Problem:
Every line with the string "usize" should be copied from the data.
(Dataset entries)
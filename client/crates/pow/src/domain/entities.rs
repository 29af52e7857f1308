//! Domain Entities
//!
//! Core entities for the puzzle domain.

use chrono::{DateTime, Duration, Utc};

use crate::domain::value_objects::Difficulty;

/// Challenge entity - a proof-of-work puzzle issued by the allocation service
///
/// The validity window is enforced by the server. `is_expired` is a
/// best-effort local estimate based on when the challenge was received.
#[derive(Debug, Clone, PartialEq, Eq)]
pub struct Challenge {
    pub value: String,
    pub difficulty: Difficulty,
    pub expires_in_minutes: u32,
    pub issued_at: DateTime<Utc>,
}

impl Challenge {
    /// Create a challenge received just now
    pub fn new(value: impl Into<String>, difficulty: Difficulty, expires_in_minutes: u32) -> Self {
        Self::issued_at(value, difficulty, expires_in_minutes, Utc::now())
    }

    /// Create a challenge with a known receive time (e.g. reloaded from a log)
    pub fn issued_at(
        value: impl Into<String>,
        difficulty: Difficulty,
        expires_in_minutes: u32,
        issued_at: DateTime<Utc>,
    ) -> Self {
        Self {
            value: value.into(),
            difficulty,
            expires_in_minutes,
            issued_at,
        }
    }

    pub fn expires_at(&self) -> DateTime<Utc> {
        self.issued_at + Duration::minutes(i64::from(self.expires_in_minutes))
    }

    /// Check if the challenge has (probably) expired
    pub fn is_expired(&self) -> bool {
        Utc::now() > self.expires_at()
    }
}
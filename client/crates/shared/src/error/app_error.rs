//! Application Error - Unified error type for the application
//!
//! Defines [`AppError`] struct and [`AppResult<T>`] type alias.

use std::borrow::Cow;
use std::error::Error;
use std::fmt;

use super::kind::ErrorKind;

/// アプリケーション統一エラー型
///
/// CLI やユースケース境界で使用する標準エラー型です。
/// ビルダーパターンを使用してエラーを構築できます。
///
/// ## Fields
/// * `kind` - エラーの分類
/// * `message` - ユーザー向けのエラーメッセージ
/// * `action` - ユーザーが取るべきアクション（オプション）
/// * `source` - 元のエラー（オプション、デバッグ用）
///
/// ## Examples
/// ```rust
/// use kernel::error::{app_error::AppError, kind::ErrorKind};
///
/// // シンプルなエラー
/// let err = AppError::new(ErrorKind::Config, "wallet.json not found");
///
/// // 詳細なエラー
/// let err = AppError::config("Missing private_key_wif")
///     .with_action("Add private_key_wif to the wallet file");
/// ```
pub struct AppError {
    /// エラー種別
    kind: ErrorKind,
    /// ユーザー向けメッセージ
    message: Cow<'static, str>,
    /// ユーザーが取るべきアクション
    action: Option<Cow<'static, str>>,
    /// 元のエラー（デバッグ用）
    source: Option<Box<dyn Error + Send + Sync + 'static>>,
}

/// アプリケーション結果型エイリアス
///
/// `Result<T, AppError>` の省略形です。
///
/// ## Examples
/// ```rust
/// use kernel::error::app_error::{AppError, AppResult};
///
/// fn parse_quantity(raw: &str) -> AppResult<u32> {
///     let quantity: u32 = raw.parse()?;
///     if quantity == 0 {
///         return Err(AppError::config("quantity must be at least 1"));
///     }
///     Ok(quantity)
/// }
/// ```
pub type AppResult<T> = Result<T, AppError>;

impl AppError {
    // ========================================================================
    // Constructors
    // ========================================================================

    /// 新しいエラーを作成
    ///
    /// ## Arguments
    /// * `kind` - エラー種別
    /// * `message` - ユーザー向けメッセージ
    #[inline]
    pub fn new(kind: ErrorKind, message: impl Into<Cow<'static, str>>) -> Self {
        Self {
            kind,
            message: message.into(),
            action: None,
            source: None,
        }
    }

    // ========================================================================
    // Convenience constructors
    // ========================================================================

    /// ネットワークエラー
    #[inline]
    pub fn network(message: impl Into<Cow<'static, str>>) -> Self {
        Self::new(ErrorKind::Network, message)
    }

    /// タイムアウト
    #[inline]
    pub fn timeout(message: impl Into<Cow<'static, str>>) -> Self {
        Self::new(ErrorKind::Timeout, message)
    }

    /// サーバーによる拒否
    #[inline]
    pub fn rejected(message: impl Into<Cow<'static, str>>) -> Self {
        Self::new(ErrorKind::Rejected, message)
    }

    /// 解答ログの読み書きエラー
    #[inline]
    pub fn storage(message: impl Into<Cow<'static, str>>) -> Self {
        Self::new(ErrorKind::Storage, message)
    }

    /// 設定エラー
    #[inline]
    pub fn config(message: impl Into<Cow<'static, str>>) -> Self {
        Self::new(ErrorKind::Config, message)
    }

    /// 応答形式エラー
    #[inline]
    pub fn invalid_response(message: impl Into<Cow<'static, str>>) -> Self {
        Self::new(ErrorKind::InvalidResponse, message)
    }

    /// 内部エラー
    #[inline]
    pub fn internal(message: impl Into<Cow<'static, str>>) -> Self {
        Self::new(ErrorKind::Internal, message)
    }

    // ========================================================================
    // Builder methods
    // ========================================================================

    /// ユーザー向けアクションを設定
    ///
    /// ## Examples
    /// ```rust
    /// use kernel::error::app_error::AppError;
    /// let err = AppError::config("Wallet file not found")
    ///     .with_action("Pass --config=<path>");
    /// ```
    #[inline]
    pub fn with_action(mut self, action: impl Into<Cow<'static, str>>) -> Self {
        self.action = Some(action.into());
        self
    }

    /// 元のエラーを設定（デバッグ用）
    ///
    /// ## Examples
    /// ```rust
    /// use kernel::error::app_error::{AppError, AppResult};
    ///
    /// fn read_wallet() -> AppResult<String> {
    ///     std::fs::read_to_string("wallet.json")
    ///         .map_err(|e| AppError::config("Failed to read wallet").with_source(e))
    /// }
    /// ```
    #[inline]
    pub fn with_source<E>(mut self, source: E) -> Self
    where
        E: Error + Send + Sync + 'static,
    {
        self.source = Some(Box::new(source));
        self
    }

    // ========================================================================
    // Accessors
    // ========================================================================

    /// エラー種別を取得
    #[inline]
    pub fn kind(&self) -> ErrorKind {
        self.kind
    }

    /// メッセージを取得
    #[inline]
    pub fn message(&self) -> &str {
        &self.message
    }

    /// アクションを取得
    #[inline]
    pub fn action(&self) -> Option<&str> {
        self.action.as_deref()
    }
}

impl fmt::Debug for AppError {
    fn fmt(&self, f: &mut fmt::Formatter<'_>) -> fmt::Result {
        let mut builder = f.debug_struct("AppError");
        builder.field("kind", &self.kind);
        builder.field("message", &self.message);
        if let Some(action) = &self.action {
            builder.field("action", action);
        }
        if let Some(source) = &self.source {
            builder.field("source", source);
        }
        builder.finish()
    }
}

impl fmt::Display for AppError {
    fn fmt(&self, f: &mut fmt::Formatter<'_>) -> fmt::Result {
        write!(f, "[{}] {}", self.kind, self.message)?;
        if let Some(action) = &self.action {
            write!(f, " (Action: {})", action)?;
        }
        Ok(())
    }
}

impl Error for AppError {
    fn source(&self) -> Option<&(dyn Error + 'static)> {
        self.source
            .as_ref()
            .map(|e| e.as_ref() as &(dyn Error + 'static))
    }
}

#[cfg(test)]
mod tests {
    use super::*;

    #[test]
    fn test_new_error() {
        let err = AppError::new(ErrorKind::Storage, "solution log unreadable");
        assert_eq!(err.kind(), ErrorKind::Storage);
        assert_eq!(err.message(), "solution log unreadable");
        assert!(err.action().is_none());
    }

    #[test]
    fn test_convenience_constructors() {
        assert_eq!(AppError::network("test").kind(), ErrorKind::Network);
        assert_eq!(AppError::timeout("test").kind(), ErrorKind::Timeout);
        assert_eq!(AppError::rejected("test").kind(), ErrorKind::Rejected);
        assert_eq!(AppError::storage("test").kind(), ErrorKind::Storage);
        assert_eq!(AppError::config("test").kind(), ErrorKind::Config);
        assert_eq!(
            AppError::invalid_response("test").kind(),
            ErrorKind::InvalidResponse
        );
        assert_eq!(AppError::internal("test").kind(), ErrorKind::Internal);
    }

    #[test]
    fn test_with_action() {
        let err = AppError::config("Wallet not found").with_action("Pass --config");
        assert_eq!(err.action(), Some("Pass --config"));
    }

    #[test]
    fn test_with_source() {
        let io_err = std::io::Error::new(std::io::ErrorKind::NotFound, "file not found");
        let err = AppError::storage("Failed to read log").with_source(io_err);
        assert!(err.source().is_some());
    }

    #[test]
    fn test_display() {
        let err = AppError::config("Missing quantity");
        assert_eq!(err.to_string(), "[Config] Missing quantity");

        let err_with_action = AppError::config("Bad fee").with_action("Use a number");
        assert!(err_with_action.to_string().contains("Action:"));
    }

    #[test]
    fn test_kind_classifies_retry_and_fatal() {
        assert!(AppError::timeout("test").kind().is_retryable());
        assert!(AppError::config("test").kind().is_fatal());
        assert!(!AppError::timeout("test").kind().is_fatal());
    }
}
//! Spend path detection and key tweaking

use bitcoin::key::TweakedPublicKey;
use bitcoin::psbt::Input;
use bitcoin::secp256k1::{Keypair, Scalar, Secp256k1, Verification, XOnlyPublicKey};
use bitcoin::{CompressedPublicKey, ScriptBuf, TxOut};

use crate::domain::key::SigningKey;
use crate::error::{SignerError, SignerResult};

/// How an input is spent
#[derive(Debug, Clone, Copy, PartialEq, Eq)]
pub enum SpendPath {
    /// P2TR key path with the BIP-341 tweak and no script tree
    TweakedKey { internal_key: XOnlyPublicKey },
    /// P2WPKH with the untweaked key
    Plain,
}

impl SpendPath {
    /// `tap_internal_key` selects the taproot path
    pub fn of(input: &Input) -> Self {
        match input.tap_internal_key {
            Some(internal_key) => SpendPath::TweakedKey { internal_key },
            None => SpendPath::Plain,
        }
    }
}

/// Apply the key-path-only taproot tweak: `t = H_TapTweak(P.x)`, `d' = d + t`
pub fn tap_tweak<C: Verification>(secp: &Secp256k1<C>, keypair: &Keypair) -> SignerResult<Keypair> {
    let (internal, _) = keypair.x_only_public_key();
    let tweak = platform::crypto::tagged_hash("TapTweak", &internal.serialize());
    let scalar = Scalar::from_be_bytes(tweak).map_err(|_| SignerError::Tweak)?;
    keypair.add_xonly_tweak(secp, &scalar).map_err(|_| SignerError::Tweak)
}

/// Check that `prevout` pays to the output key of `tweaked`
pub fn check_taproot_prevout(index: usize, prevout: &TxOut, tweaked: &Keypair) -> SignerResult<()> {
    if !prevout.script_pubkey.is_p2tr() {
        return Err(SignerError::UnsupportedScript { index });
    }
    let (output_key, _) = tweaked.x_only_public_key();
    let expected = ScriptBuf::new_p2tr_tweaked(TweakedPublicKey::dangerous_assume_tweaked(output_key));
    if prevout.script_pubkey != expected {
        return Err(SignerError::KeyMismatch { index });
    }
    Ok(())
}

/// Check that `prevout` pays to the hash of the signing key
pub fn check_p2wpkh_prevout(index: usize, prevout: &TxOut, key: &SigningKey) -> SignerResult<()> {
    if !prevout.script_pubkey.is_p2wpkh() {
        return Err(SignerError::UnsupportedScript { index });
    }
    let expected = ScriptBuf::new_p2wpkh(&CompressedPublicKey(key.public_key()).wpubkey_hash());
    if prevout.script_pubkey != expected {
        return Err(SignerError::KeyMismatch { index });
    }
    Ok(())
}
(End Dataset entries)
Solution below:
pub fn check_taproot_prevout(index: usize, prevout: &TxOut, tweaked: &Keypair) -> SignerResult<()> {
pub fn check_p2wpkh_prevout(index: usize, prevout: &TxOut, key: &SigningKey) -> SignerResult<()> {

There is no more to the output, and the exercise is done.